This is another data. This figure shows reset response ratio of TCP resetter. Please look to the day before and after IPv6 Day. June 7, the blue line; June 9, the green line.
The reset response ratio on June 9 was more than on June 7. This means that there were websites which still responded to AAAA.
Then I talk about the result from IPv6 Day until the end.
At first I talk of NTT-NGN. NTT has built up TCP resetter and taken measure for IPv6 Day. As a result NGN customer did not have any serious problems at the IPv6 Day.
TCP resetters responded to all TCP SYN, so there was no serious network trouble and no serious users' reports.

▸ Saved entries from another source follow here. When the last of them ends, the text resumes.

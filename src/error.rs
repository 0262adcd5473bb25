//! Error types shared by the constructor and the search.

use std::fmt;

use thiserror::Error;

use crate::optimizer::OptimizerError;

/// Construction step at which residual capacity ran out.
#[derive(Debug, Clone, Copy, PartialEq, Eq)]
pub enum Stage {
    /// No primary facility has residual capacity left.
    Primary,
    /// No secondary facility can absorb the flow drawn from a primary.
    Secondary,
    /// No customer with unmet demand is left for the flow in a secondary.
    Customer,
}

impl fmt::Display for Stage {
    fn fmt(&self, f: &mut fmt::Formatter<'_>) -> fmt::Result {
        match self {
            Stage::Primary => write!(f, "primary"),
            Stage::Secondary => write!(f, "secondary"),
            Stage::Customer => write!(f, "customer"),
        }
    }
}

/// Errors returned by [`GreedyConstructor`](crate::greedy::GreedyConstructor)
/// and [`MfssRunner`](crate::mfss::MfssRunner).
#[derive(Debug, Error)]
pub enum TscflpError {
    /// Residual capacity is exhausted while flow is still unallocated.
    ///
    /// Indicates that the instance cannot cover its demand.
    #[error("{stage} capacity exhausted with {remaining} units unallocated")]
    ResourceExhausted { stage: Stage, remaining: f64 },

    /// The optimizer failed to produce a solution.
    #[error("optimizer failed: {0}")]
    Optimizer(#[from] OptimizerError),

    /// The run configuration is invalid.
    #[error("invalid configuration: {0}")]
    InvalidConfig(String),
}
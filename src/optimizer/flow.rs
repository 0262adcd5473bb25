//! Min-cost flow routing for a fixed facility pattern.
//!
//! Once the open facilities are known, the TSCFLP reduces to a
//! transshipment problem. It is solved on the network
//!
//! ```text
//! source ─U[i]→ primary i ─c[i][j]→ in(j) ─V[j]→ out(j) ─d[j][k]→ customer k ─D[k]→ sink
//! ```
//!
//! with successive shortest augmenting paths (Bellman–Ford on the
//! residual graph, which carries negative reverse arcs).
//!
//! # References
//!
//! Ahuja, Magnanti & Orlin (1993), *Network Flows*, Chapter 9

use crate::model::Instance;

/// Residual capacities below this are treated as saturated.
const FLOW_EPS: f64 = 1e-9;

#[derive(Debug, Clone)]
struct Edge {
    to: usize,
    cap: f64,
    cost: f64,
}

/// Residual network stored as paired forward/backward arcs.
struct Network {
    arcs: Vec<Edge>,
    adjacency: Vec<Vec<usize>>,
}

impl Network {
    fn new(nodes: usize) -> Self {
        Self {
            arcs: Vec::new(),
            adjacency: vec![Vec::new(); nodes],
        }
    }

    fn add_arc(&mut self, from: usize, to: usize, cap: f64, cost: f64) {
        self.adjacency[from].push(self.arcs.len());
        self.arcs.push(Edge { to, cap, cost });
        self.adjacency[to].push(self.arcs.len());
        self.arcs.push(Edge {
            to: from,
            cap: 0.0,
            cost: -cost,
        });
    }

    /// Bellman–Ford from `source`. Returns the predecessor arc of every
    /// node reachable through arcs with positive residual capacity.
    fn shortest_paths(&self, source: usize) -> Vec<Option<usize>> {
        let n = self.adjacency.len();
        let mut dist = vec![f64::INFINITY; n];
        let mut pred = vec![None; n];
        dist[source] = 0.0;

        for _ in 0..n {
            let mut changed = false;
            for u in 0..n {
                if dist[u].is_infinite() {
                    continue;
                }
                for &a in &self.adjacency[u] {
                    let arc = &self.arcs[a];
                    if arc.cap <= FLOW_EPS {
                        continue;
                    }
                    let candidate = dist[u] + arc.cost;
                    if candidate < dist[arc.to] - 1e-12 {
                        dist[arc.to] = candidate;
                        pred[arc.to] = Some(a);
                        changed = true;
                    }
                }
            }
            if !changed {
                break;
            }
        }
        pred
    }

    /// Pushes up to `amount` units from `source` to `sink` along
    /// cheapest paths. Returns `(shipped, cost)`.
    fn push(&mut self, source: usize, sink: usize, amount: f64) -> (f64, f64) {
        let mut shipped = 0.0;
        let mut cost = 0.0;

        while amount - shipped > FLOW_EPS {
            let pred = self.shortest_paths(source);
            if pred[sink].is_none() {
                break;
            }

            // Bottleneck along the path
            let mut bottleneck = amount - shipped;
            let mut node = sink;
            while let Some(a) = pred[node] {
                bottleneck = bottleneck.min(self.arcs[a].cap);
                node = self.arcs[a ^ 1].to;
            }
            if bottleneck <= FLOW_EPS {
                break;
            }

            let mut node = sink;
            while let Some(a) = pred[node] {
                self.arcs[a].cap -= bottleneck;
                self.arcs[a ^ 1].cap += bottleneck;
                cost += bottleneck * self.arcs[a].cost;
                node = self.arcs[a ^ 1].to;
            }
            shipped += bottleneck;
        }
        (shipped, cost)
    }
}

/// Computes the optimal transport cost of routing all demand through
/// the open facilities.
///
/// `open_i` and `open_j` must have the lengths of the instance's index
/// sets. Returns `None` if the open facilities cannot carry the full
/// demand. Fixed opening costs are not included.
///
/// # Examples
///
/// ```
/// use u_facility::model::Instance;
/// use u_facility::optimizer::min_cost_flow;
///
/// let inst = Instance::new(
///     vec![0.0],
///     vec![10.0],
///     vec![0.0, 0.0],
///     vec![10.0, 10.0],
///     vec![4.0],
///     vec![vec![1.0, 5.0]],
///     vec![vec![1.0], vec![1.0]],
/// )
/// .unwrap();
///
/// // 4 units through secondary 0 at 1 + 1 per unit
/// let cost = min_cost_flow(&inst, &[true], &[true, true]).unwrap();
/// assert!((cost - 8.0).abs() < 1e-9);
///
/// assert!(min_cost_flow(&inst, &[false], &[true, true]).is_none());
/// ```
pub fn min_cost_flow(instance: &Instance, open_i: &[bool], open_j: &[bool]) -> Option<f64> {
    let n_i = instance.primary_count();
    let n_j = instance.secondary_count();
    let n_k = instance.customer_count();
    let total = instance.total_demand();
    if total <= FLOW_EPS {
        return Some(0.0);
    }

    // Node layout: source, primaries, secondary in/out, customers, sink
    let source = 0;
    let primary = |i: usize| 1 + i;
    let sec_in = |j: usize| 1 + n_i + j;
    let sec_out = |j: usize| 1 + n_i + n_j + j;
    let customer = |k: usize| 1 + n_i + 2 * n_j + k;
    let sink = 1 + n_i + 2 * n_j + n_k;

    let mut net = Network::new(sink + 1);

    for i in (0..n_i).filter(|&i| open_i[i]) {
        net.add_arc(source, primary(i), instance.primary_capacity(i), 0.0);
        for j in (0..n_j).filter(|&j| open_j[j]) {
            net.add_arc(primary(i), sec_in(j), total, instance.upstream_cost(i, j));
        }
    }
    for j in (0..n_j).filter(|&j| open_j[j]) {
        net.add_arc(sec_in(j), sec_out(j), instance.secondary_capacity(j), 0.0);
        for k in 0..n_k {
            net.add_arc(sec_out(j), customer(k), total, instance.downstream_cost(j, k));
        }
    }
    for k in 0..n_k {
        net.add_arc(customer(k), sink, instance.demand(k), 0.0);
    }

    let (shipped, cost) = net.push(source, sink, total);
    if total - shipped > 1e-6 * total.max(1.0) {
        return None;
    }
    Some(cost)
}
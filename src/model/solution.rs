//! Facility opening patterns and their optimized cost.

/// Hashable key identifying an open/close pattern.
///
/// Two solutions share a pattern iff their `open_i` and `open_j` vectors
/// are element-wise identical. Flow details are not part of a pattern.
#[derive(Debug, Clone, PartialEq, Eq, Hash)]
pub struct Pattern {
    pub open_i: Vec<u8>,
    pub open_j: Vec<u8>,
}

/// A facility opening pattern with its optimized total cost.
///
/// `open_i[i]` is `1` when primary `i` is open and `0` otherwise, and
/// likewise `open_j` for secondaries. Both vectors always have the
/// length of the corresponding index set of the instance they were
/// solved for. Solutions are produced by an
/// [`Optimizer`](crate::optimizer::Optimizer) and treated as values.
#[derive(Debug, Clone, PartialEq)]
#[cfg_attr(feature = "serde", derive(serde::Serialize, serde::Deserialize))]
pub struct Solution {
    /// Fixed opening plus transport cost.
    pub cost: f64,
    pub open_i: Vec<u8>,
    pub open_j: Vec<u8>,
}

impl Solution {
    pub fn new(cost: f64, open_i: Vec<u8>, open_j: Vec<u8>) -> Self {
        Self {
            cost,
            open_i,
            open_j,
        }
    }

    /// Returns `true` if both solutions open exactly the same facilities.
    pub fn same_pattern(&self, other: &Solution) -> bool {
        self.open_i == other.open_i && self.open_j == other.open_j
    }

    pub fn pattern(&self) -> Pattern {
        Pattern {
            open_i: self.open_i.clone(),
            open_j: self.open_j.clone(),
        }
    }

    /// Indices of open primary facilities.
    pub fn open_primaries(&self) -> Vec<usize> {
        ones(&self.open_i)
    }

    /// Indices of open secondary facilities.
    pub fn open_secondaries(&self) -> Vec<usize> {
        ones(&self.open_j)
    }
}

fn ones(bits: &[u8]) -> Vec<usize> {
    bits.iter()
        .enumerate()
        .filter(|(_, &b)| b != 0)
        .map(|(idx, _)| idx)
        .collect()
}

But having experienced the IPv6 Day, we could confirm NGN don't become barrier when the Internet to adapt IPv6 and on IPv6 project work like NTT-NGN the action using TCP resetter also proved it is effective to deal with fallback problem.
Last, I talk about what we should do before the next IPv6 Day.
Probably it takes a long period to adapt IPv6 for all users. Of course, it is necessary to correspond IPv6 not only end users. However, it is not easy to realize all IPv6 work. So we can assume fallback will occur for several years.
On the network side, it is very important to support fallback correctly and quickly.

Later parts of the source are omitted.